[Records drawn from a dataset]
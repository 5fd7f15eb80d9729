//! Ticker Resolver Crate
//!
//! Maps free-form Chinese company names to listing identifiers on the
//! mainland A-share markets (Shanghai, Shenzhen) and the Hong Kong main
//! board.
//!
//! # Overview
//!
//! - A cached listing index, refreshed from upstream providers when stale
//! - Name normalization (status markers, legal-entity suffixes)
//! - A four-stage match cascade: exact, canonical, containment, fuzzy
//! - Provider fallback with per-provider timeouts
//!
//! # Architecture
//!
//! ```text
//! +------------------+
//! | ResolverService  |  resolve_one / resolve_many
//! +------------------+
//!          |
//!          v
//! +------------------+     +------------------+
//! |  ListingCache    | --> |  SnapshotFile    |  (JSON persistence)
//! +------------------+     +------------------+
//!          |  (when empty or stale)
//!          v
//! +------------------+
//! |  ListingSource   |  (fallback per universe)
//! +------------------+
//!          |
//!          v
//! +------------------+
//! | ListingProvider  |  (Eastmoney, Sina, static)
//! +------------------+
//! ```
//!
//! Matching runs on an immutable [`ListingSnapshot`] through
//! [`MatchCascade`], which needs no network and can be used on its own.
//!
//! # Core Types
//!
//! - [`InstrumentRecord`] - One listed instrument with its canonical name
//! - [`ListingSnapshot`] - Identifier-keyed index of records plus build time
//! - [`ListingCache`] - Current snapshot with Empty/Fresh/Stale lifecycle
//! - [`ResolverService`] - Name resolution entry point
//! - [`ResolverConfig`] - Cache path, staleness, timeouts

pub mod cache;
pub mod config;
pub mod errors;
pub mod models;
pub mod provider;
pub mod resolver;
pub mod source;

pub use cache::{CacheState, ListingCache, SnapshotFile};
pub use config::ResolverConfig;
pub use errors::{Recovery, ResolverError};
pub use models::{Identifier, InstrumentRecord, ListingSnapshot, Market, ProviderId, Venue};
pub use provider::{
    EastmoneyBoard, EastmoneyListingProvider, ListingProvider, ListingTable,
    SinaHkListingProvider, StaticListingProvider,
};
pub use resolver::{
    normalize, similarity, split_names, MatchCascade, MatchStage, Resolution, ResolverService,
};
pub use source::{ListingSource, ProviderAttempt, RefreshReport};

■ Task to carry out:
How many lines above include the word "ListingSnapshot"? Answer with the number alone.

■ Response to this task:
3